PROBLEM DESCRIPTION:
The output is the lines below from the one with "use std::fmt::Debug;" through the one with "fn is_bypassed(&self) -> bool;", both included, printed exactly and with no other line.

DATASET EXTRACT:
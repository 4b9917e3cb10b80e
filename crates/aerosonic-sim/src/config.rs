//! Soundscape settings persisted as TOML in the platform config directory

use std::path::{Path, PathBuf};

use aerosonic_core::SoundscapeConfig;
use toml::{Table, Value};
use tracing::{debug, info};

use crate::error::Result;

pub fn config_path() -> PathBuf {
    dirs::config_dir()
        .unwrap_or_else(|| PathBuf::from("."))
        .join("aerosonic")
        .join("soundscape.toml")
}

/// Load settings key by key. Anything missing, unreadable or mistyped keeps its default.
pub fn load_config(path: &Path) -> SoundscapeConfig {
    let mut config = SoundscapeConfig::default();
    let Some(table) = std::fs::read_to_string(path)
        .ok()
        .and_then(|s| s.parse::<Table>().ok())
    else {
        debug!("No usable config at {}, using defaults", path.display());
        return config;
    };

    for (key, value) in &table {
        let number = match value {
            Value::Float(f) => *f as f32,
            Value::Integer(i) => *i as f32,
            _ => {
                debug!("Ignoring non-numeric setting {}", key);
                continue;
            }
        };
        if !config.apply_setting(key, number) {
            debug!("Ignoring unknown setting {}", key);
        }
    }

    let config = config.sanitized();
    for (key, value) in config.settings() {
        info!("{}: {}", key, value);
    }
    config
}

pub fn save_config(path: &Path, config: &SoundscapeConfig) -> Result<()> {
    if let Some(parent) = path.parent() {
        std::fs::create_dir_all(parent)?;
    }
    let mut table = Table::new();
    for (key, value) in config.settings() {
        // Shortest decimal form: 0.8 rather than 0.800000011920929
        let value = value.to_string().parse::<f64>().unwrap_or(f64::from(value));
        table.insert(key.to_string(), Value::Float(value));
    }
    std::fs::write(path, toml::to_string_pretty(&table)?)?;
    info!("Saved soundscape settings to {}", path.display());
    Ok(())
}
//! Recorded flight traces: the telemetry a host would feed the controller, one frame at a time

use std::path::Path;

use aerosonic_core::{camera_angle_deg, TelemetryProvider, ViewMode};
use aerosonic_services::SoundProfile;
use glam::Vec3;
use serde::{Deserialize, Serialize};

use crate::error::{Result, SimError};

#[derive(Debug, Clone, PartialEq, Serialize, Deserialize)]
pub struct FlightTrace {
    /// Sound channels on the vehicle at the start of the trace
    #[serde(default = "default_channels")]
    pub channels: Vec<SoundProfile>,
    pub frames: Vec<TraceFrame>,
}

fn default_channels() -> Vec<SoundProfile> {
    vec![SoundProfile::Engine { frequency_hz: 90.0 }, SoundProfile::Airflow]
}

impl FlightTrace {
    pub fn load(path: &Path) -> Result<Self> {
        let text = std::fs::read_to_string(path)?;
        text.parse()
    }
}

impl std::str::FromStr for FlightTrace {
    type Err = SimError;

    fn from_str(s: &str) -> Result<Self> {
        let trace: FlightTrace = serde_json::from_str(s)?;
        if trace.frames.is_empty() {
            return Err(SimError::EmptyTrace);
        }
        Ok(trace)
    }
}

/// Positions used to derive the camera angle instead of giving it directly
#[derive(Debug, Clone, Copy, PartialEq, Serialize, Deserialize)]
pub struct CameraGeometry {
    pub surface_velocity: [f32; 3],
    pub vessel_position: [f32; 3],
    pub camera_position: [f32; 3],
}

/// Something that happens to the host before a frame is processed
#[derive(Debug, Clone, Copy, PartialEq, Serialize, Deserialize)]
#[serde(rename_all = "snake_case")]
pub enum TraceEvent {
    Pause,
    Unpause,
    WorldLoaded,
    SceneChange,
    AddChannel(SoundProfile),
    /// Index into the vehicle's current channel list
    RemoveChannel(usize),
}

#[derive(Debug, Clone, PartialEq, Serialize, Deserialize)]
pub struct TraceFrame {
    pub density: f32,
    #[serde(default)]
    pub surface_speed: f32,
    /// Overrides the Mach number derived from speed and temperature
    #[serde(default)]
    pub mach: Option<f32>,
    #[serde(default = "default_temperature")]
    pub external_temperature_c: f32,
    #[serde(default)]
    pub camera_angle_deg: f32,
    #[serde(default)]
    pub camera: Option<CameraGeometry>,
    #[serde(default)]
    pub view: ViewMode,
    #[serde(default = "default_ship_volume")]
    pub ship_volume: f32,
    #[serde(default)]
    pub events: Vec<TraceEvent>,
}

fn default_temperature() -> f32 {
    15.0
}

fn default_ship_volume() -> f32 {
    1.0
}

impl TelemetryProvider for TraceFrame {
    fn density(&self) -> f32 {
        self.density
    }

    fn surface_speed(&self) -> f32 {
        self.surface_speed
    }

    fn camera_angle_deg(&self) -> f32 {
        match self.camera {
            Some(geometry) => camera_angle_deg(
                Vec3::from_array(geometry.surface_velocity),
                Vec3::from_array(geometry.vessel_position),
                Vec3::from_array(geometry.camera_position),
            ),
            None => self.camera_angle_deg,
        }
    }

    fn view_mode(&self) -> ViewMode {
        self.view
    }

    fn external_temperature_c(&self) -> f32 {
        self.external_temperature_c
    }

    fn mach_number(&self) -> f32 {
        match self.mach {
            Some(mach) => mach,
            None => aerosonic_core::mach_from_temperature(self.surface_speed, self.external_temperature_c),
        }
    }

    fn ship_volume(&self) -> f32 {
        self.ship_volume
    }
}
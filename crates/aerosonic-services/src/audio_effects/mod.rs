//! Software audio backend: effects and channels rendered in-process

mod native;
mod software;

pub use native::{DistortionEffect, GainEffect, LowPassEffect, ReverbEffect};
pub use software::{SoftwareChannel, SoftwareChannelSource, SoundProfile};

use std::fmt::Debug;

/// Effect stage on a channel; processes a mono block in place
pub trait AudioEffect: Send + Debug {
    fn name(&self) -> &str;
    fn process(&mut self, samples: &mut [f32]);
    fn set_param(&mut self, name: &str, value: f32);
    fn get_params(&self) -> Vec<EffectParam>;
    fn set_bypass(&mut self, bypass: bool);
    fn is_bypassed(&self) -> bool;
    /// Update sample rate for effects that depend on it
    fn set_sample_rate(&mut self, _sample_rate: f32) {}
}

#[derive(Debug, Clone)]
pub struct EffectParam {
    pub name: String,
    pub value: f32,
    pub min: f32,
    pub max: f32,
    pub unit: String,
}

impl EffectParam {
    pub fn new(name: &str, value: f32, min: f32, max: f32, unit: &str) -> Self {
        Self {
            name: name.to_string(),
            value,
            min,
            max,
            unit: unit.to_string(),
        }
    }
}

/// Chain of audio effects processed in order; bypassed effects are skipped entirely
#[derive(Debug, Default)]
pub struct EffectChain {
    effects: Vec<Box<dyn AudioEffect>>,
}

impl EffectChain {
    pub fn new() -> Self {
        Self::default()
    }

    /// Returns the slot index of the added effect
    pub fn add(&mut self, effect: Box<dyn AudioEffect>) -> usize {
        self.effects.push(effect);
        self.effects.len() - 1
    }

    pub fn process(&mut self, samples: &mut [f32]) {
        for effect in &mut self.effects {
            if !effect.is_bypassed() {
                effect.process(samples);
            }
        }
    }

    pub fn get_mut(&mut self, slot: usize) -> Option<&mut Box<dyn AudioEffect>> {
        self.effects.get_mut(slot)
    }

    pub fn get(&self, slot: usize) -> Option<&dyn AudioEffect> {
        self.effects.get(slot).map(|e| e.as_ref())
    }

    pub fn len(&self) -> usize {
        self.effects.len()
    }

    pub fn is_empty(&self) -> bool {
        self.effects.is_empty()
    }

    pub fn set_sample_rate(&mut self, sample_rate: f32) {
        for effect in &mut self.effects {
            effect.set_sample_rate(sample_rate);
        }
    }
}
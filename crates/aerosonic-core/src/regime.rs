//! Discrete acoustic regimes and transitions between them

use std::fmt;

use serde::{Deserialize, Serialize};

/// Acoustic classification of a single frame
#[derive(Debug, Clone, Copy, PartialEq, Eq, Hash, Default, Serialize, Deserialize)]
pub enum Regime {
    #[default]
    Unknown,
    /// Camera inside the vehicle (IVA, internal or map view)
    Interior,
    /// No atmosphere around the vehicle
    Vacuum,
    /// Subsonic flight in a dense atmosphere
    NormalFlight,
    /// Undisturbed air ahead of the shock cone
    BeforeShockwave,
    /// Rising edge of the shock cone
    PositiveSlope,
    /// Falling edge of the shock cone
    NegativeSlope,
    /// Inside the shock cone
    AfterShockwave,
    /// Host simulation is paused
    Paused,
}

impl Regime {
    pub const ALL: [Regime; 9] = [
        Regime::Unknown,
        Regime::Interior,
        Regime::Vacuum,
        Regime::NormalFlight,
        Regime::BeforeShockwave,
        Regime::PositiveSlope,
        Regime::NegativeSlope,
        Regime::AfterShockwave,
        Regime::Paused,
    ];

    pub fn label(&self) -> &'static str {
        match self {
            Self::Unknown => "Unknown",
            Self::Interior => "Interior",
            Self::Vacuum => "Vacuum",
            Self::NormalFlight => "Normal Atmospheric Flight",
            Self::BeforeShockwave => "Before Shock",
            Self::PositiveSlope => "Rising Edge",
            Self::NegativeSlope => "Falling Edge",
            Self::AfterShockwave => "After Shock",
            Self::Paused => "Paused",
        }
    }

    /// One of the four angular bands around the shock cone
    pub fn is_shock_band(&self) -> bool {
        matches!(
            self,
            Self::BeforeShockwave | Self::PositiveSlope | Self::NegativeSlope | Self::AfterShockwave
        )
    }
}

impl fmt::Display for Regime {
    fn fmt(&self, f: &mut fmt::Formatter<'_>) -> fmt::Result {
        f.write_str(self.label())
    }
}

/// A change of regime between two consecutive frames
#[derive(Debug, Clone, Copy, PartialEq, Eq, Serialize, Deserialize)]
pub struct RegimeTransition {
    pub from: Regime,
    pub to: Regime,
}

impl RegimeTransition {
    /// `None` when the regime did not change
    pub fn between(last: Regime, current: Regime) -> Option<Self> {
        (last != current).then_some(Self { from: last, to: current })
    }
}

EXPECTED ANSWER:
use std::fmt::Debug;

/// Effect stage on a channel; processes a mono block in place
pub trait AudioEffect: Send + Debug {
    fn name(&self) -> &str;
    fn process(&mut self, samples: &mut [f32]);
    fn set_param(&mut self, name: &str, value: f32);
    fn get_params(&self) -> Vec<EffectParam>;
    fn set_bypass(&mut self, bypass: bool);
    fn is_bypassed(&self) -> bool;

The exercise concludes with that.